'''

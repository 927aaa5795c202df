//! Device session: bind handshake, state cache, typed accessors
//!
//! A session owns one connected UDP endpoint and is driven by one task;
//! every state-touching operation takes `&mut self`, so a state refresh
//! and a push can never interleave on the same device. The protocol has
//! no request ids - responses are matched by arrival order.

use std::time::Duration;

use aerolink_core::cipher::{Cipher, CipherKind};
use aerolink_core::device_info::DeviceInfo;
use aerolink_core::envelope::{AckPack, BindOkPack, DataPack, Packet};
use aerolink_core::props::{
    FanSpeed, HorizontalSwing, Mode, Property, TemperatureUnit, VerticalSwing, FIRMWARE_ID_KEY,
};
use aerolink_core::state::PropertyCache;
use aerolink_core::temperature::{
    check_setpoint, clamp_table_celsius, fahrenheit_from_celsius, fahrenheit_to_record,
    SENSOR_OFFSET,
};
use serde_json::Value;
use thiserror::Error;
use tokio::time::{timeout_at, Instant};
use tracing::{debug, info, warn};

use crate::dispatch::{DeviceEvent, Handler, HandlerId, HandlerRegistry, ResponseKind};
use crate::transport::{DatagramEndpoint, TransportError, DEFAULT_SEND_TIMEOUT};

/// Session errors
#[derive(Debug, Error)]
pub enum DeviceError {
    /// Operation requires a session key and none could be acquired
    #[error("device is not bound")]
    NotBound,
    /// The device did not answer within the operation deadline
    #[error("device did not respond in time")]
    Timeout,
    #[error("transport error: {0}")]
    Transport(#[from] TransportError),
    #[error("protocol error: {0}")]
    Protocol(#[from] aerolink_core::Error),
}

/// Session tuning knobs
#[derive(Clone, Copy, Debug)]
pub struct DeviceOptions {
    /// Deadline for a full operation (bind, state refresh, push)
    pub timeout: Duration,
    /// Per-send gate on the socket
    pub io_timeout: Duration,
    /// Cipher scheme the unit speaks
    pub cipher: CipherKind,
}

impl Default for DeviceOptions {
    fn default() -> Self {
        Self {
            timeout: Duration::from_secs(120),
            io_timeout: DEFAULT_SEND_TIMEOUT,
            cipher: CipherKind::V1,
        }
    }
}
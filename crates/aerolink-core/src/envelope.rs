//! Outer envelope codec
//!
//! Every exchange except the scan probe travels as a fixed-shape outer
//! JSON object whose `pack` field is the base64 AES ciphertext of an inner
//! JSON payload. The `i` flag selects which key sealed the pack: `1` for
//! the well-known generic key (scan/bind), `0` for the device session key.

use serde::{Deserialize, Deserializer, Serialize};
use serde_json::{Map, Value};

use crate::cipher::Cipher;
use crate::device_info::DeviceInfo;
use crate::error::{Error, Result};

/// Outer `t` value when an encrypted payload is enclosed
pub const PACK_KIND: &str = "pack";

/// The scan probe is the one request that travels outside an envelope
const SCAN_PROBE: &[u8] = br#"{"t":"scan"}"#;

/// Request kinds issued by the client
#[derive(Clone, Copy, Debug, PartialEq, Eq)]
pub enum Command {
    Scan,
    Bind,
    Status,
    Cmd,
}

impl Command {
    pub const fn kind(self) -> &'static str {
        match self {
            Command::Scan => "scan",
            Command::Bind => "bind",
            Command::Status => "status",
            Command::Cmd => "cmd",
        }
    }

    /// Scan and bind are sealed under the generic key (`i == 1`)
    pub const fn uses_generic_key(self) -> bool {
        matches!(self, Command::Scan | Command::Bind)
    }
}

/// Envelope as it crosses the socket: pack still base64
#[derive(Debug, Serialize, Deserialize)]
struct WireEnvelope {
    #[serde(default)]
    cid: String,
    #[serde(default, deserialize_with = "int_or_string")]
    i: i64,
    t: String,
    #[serde(default)]
    uid: i64,
    #[serde(default)]
    tcid: String,
    #[serde(default, skip_serializing_if = "Option::is_none")]
    pack: Option<String>,
    #[serde(default, skip_serializing_if = "Option::is_none")]
    tag: Option<String>,
}

/// Envelope with its inner payload in the clear
#[derive(Clone, Debug)]
pub struct Packet {
    pub cid: String,
    pub i: i64,
    pub t: String,
    pub uid: i64,
    pub tcid: String,
    pub pack: Option<Value>,
}

impl Packet {
    /// Build a request envelope; `data` fields are merged into the inner
    /// payload after `t` and `mac`
    pub fn request(command: Command, device: &DeviceInfo, data: Option<Map<String, Value>>) -> Self {
        let pack = data.map(|fields| {
            let mut inner = Map::new();
            inner.insert("t".into(), Value::from(command.kind()));
            inner.insert("mac".into(), Value::from(device.mac()));
            inner.extend(fields);
            Value::Object(inner)
        });
        Self {
            cid: "app".into(),
            i: i64::from(command.uses_generic_key()),
            t: if pack.is_some() {
                PACK_KIND.into()
            } else {
                command.kind().into()
            },
            uid: 0,
            tcid: device.mac().into(),
            pack,
        }
    }

    pub fn bind_request(device: &DeviceInfo) -> Self {
        let mut data = Map::new();
        data.insert("uid".into(), Value::from(0));
        Self::request(Command::Bind, device, Some(data))
    }

    pub fn status_request(device: &DeviceInfo, cols: &[&str]) -> Self {
        let mut data = Map::new();
        data.insert("cols".into(), Value::from(cols.to_vec()));
        Self::request(Command::Status, device, Some(data))
    }

    /// `cmd` request from ordered key/value pairs
    pub fn command_request<'a>(
        device: &DeviceInfo,
        values: impl IntoIterator<Item = (&'a str, Value)>,
    ) -> Self {
        let mut opt = Vec::new();
        let mut p = Vec::new();
        for (key, value) in values {
            opt.push(Value::from(key));
            p.push(value);
        }
        let mut data = Map::new();
        data.insert("opt".into(), Value::Array(opt));
        data.insert("p".into(), Value::Array(p));
        Self::request(Command::Cmd, device, Some(data))
    }

    /// Inner packet kind, when a payload is present
    pub fn inner_kind(&self) -> Option<&str> {
        self.pack.as_ref()?.get("t")?.as_str()
    }

    /// Encrypt the inner payload and serialize the outer JSON
    pub fn seal(&self, cipher: &Cipher) -> Result<Vec<u8>> {
        let mut wire = WireEnvelope {
            cid: self.cid.clone(),
            i: self.i,
            t: self.t.clone(),
            uid: self.uid,
            tcid: self.tcid.clone(),
            pack: None,
            tag: None,
        };
        if let Some(inner) = &self.pack {
            let (sealed, tag) = cipher.encrypt(inner)?;
            wire.pack = Some(sealed);
            wire.tag = tag;
        }
        Ok(serde_json::to_vec(&wire)?)
    }

    /// Parse an outer envelope and decrypt its payload
    pub fn open(data: &[u8], cipher: &Cipher) -> Result<Self> {
        let wire: WireEnvelope = serde_json::from_slice(data)?;
        let pack = match &wire.pack {
            Some(sealed) => Some(cipher.decrypt(sealed, wire.tag.as_deref())?),
            None => None,
        };
        Ok(Self {
            cid: wire.cid,
            i: wire.i,
            t: wire.t,
            uid: wire.uid,
            tcid: wire.tcid,
            pack,
        })
    }
}

/// Bare broadcast scan probe
pub fn scan_probe() -> &'static [u8] {
    SCAN_PROBE
}

/// Responders vary between integer and string sentinels for `i`
fn int_or_string<'de, D>(deserializer: D) -> std::result::Result<i64, D::Error>
where
    D: Deserializer<'de>,
{
    #[derive(Deserialize)]
    #[serde(untagged)]
    enum Flag {
        Int(i64),
        Text(String),
    }
    match Flag::deserialize(deserializer)? {
        Flag::Int(value) => Ok(value),
        Flag::Text(text) => text.trim().parse().map_err(serde::de::Error::custom),
    }
}

/// Discovery reply payload (`t = "dev"`)
#[derive(Clone, Debug, Deserialize)]
pub struct DevPack {
    #[serde(default)]
    pub cid: String,
    #[serde(default)]
    pub mac: String,
    #[serde(default)]
    pub name: String,
    #[serde(default)]
    pub brand: String,
    #[serde(default)]
    pub model: String,
    #[serde(default)]
    pub ver: String,
}

impl DevPack {
    pub fn from_value(value: &Value) -> Result<Self> {
        Ok(serde_json::from_value(value.clone())?)
    }

    /// Device id: mac, falling back to cid on units that omit it
    pub fn device_id(&self) -> &str {
        if self.mac.is_empty() {
            &self.cid
        } else {
            &self.mac
        }
    }
}

/// Bind reply payload (`t = "bindok"`)
#[derive(Clone, Debug, Deserialize)]
pub struct BindOkPack {
    #[serde(default)]
    pub mac: String,
    pub key: String,
    #[serde(default)]
    pub r: i64,
}

impl BindOkPack {
    pub fn from_value(value: &Value) -> Result<Self> {
        Ok(serde_json::from_value(value.clone())?)
    }
}

/// Column-oriented status reply payload (`t = "dat"`)
#[derive(Clone, Debug, Deserialize)]
pub struct DataPack {
    #[serde(default)]
    pub mac: String,
    #[serde(default)]
    pub r: i64,
    pub cols: Vec<String>,
    pub dat: Vec<Value>,
}

impl DataPack {
    pub fn from_value(value: &Value) -> Result<Self> {
        Ok(serde_json::from_value(value.clone())?)
    }

    /// Zip columns and values, rejecting ragged replies
    pub fn into_pairs(self) -> Result<Vec<(String, Value)>> {
        if self.cols.len() != self.dat.len() {
            return Err(Error::ColumnMismatch {
                cols: self.cols.len(),
                values: self.dat.len(),
            });
        }
        Ok(self.cols.into_iter().zip(self.dat).collect())
    }
}

/// Command acknowledgement payload (`t = "res"`)
///
/// Firmware revisions disagree on whether the echoed values arrive in
/// `val` or `p`; either is accepted.
#[derive(Clone, Debug, Deserialize)]
pub struct AckPack {
    #[serde(default)]
    pub mac: String,
    #[serde(default)]
    pub r: i64,
    pub opt: Vec<String>,
    #[serde(default)]
    pub p: Option<Vec<Value>>,
    #[serde(default)]
    pub val: Option<Vec<Value>>,
}

impl AckPack {
    pub fn from_value(value: &Value) -> Result<Self> {
        Ok(serde_json::from_value(value.clone())?)
    }

    pub fn into_pairs(self) -> Result<Vec<(String, Value)>> {
        let values = self
            .val
            .or(self.p)
            .ok_or(Error::MissingField("val"))?;
        if self.opt.len() != values.len() {
            return Err(Error::ColumnMismatch {
                cols: self.opt.len(),
                values: values.len(),
            });
        }
        Ok(self.opt.into_iter().zip(values).collect())
    }
}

'''

▶ What to produce
Would you report every line of the entries above containing the word "DataPack"?

▶ Exercise answer
use aerolink_core::envelope::{AckPack, BindOkPack, DataPack, Packet};
pub struct DataPack {
impl DataPack {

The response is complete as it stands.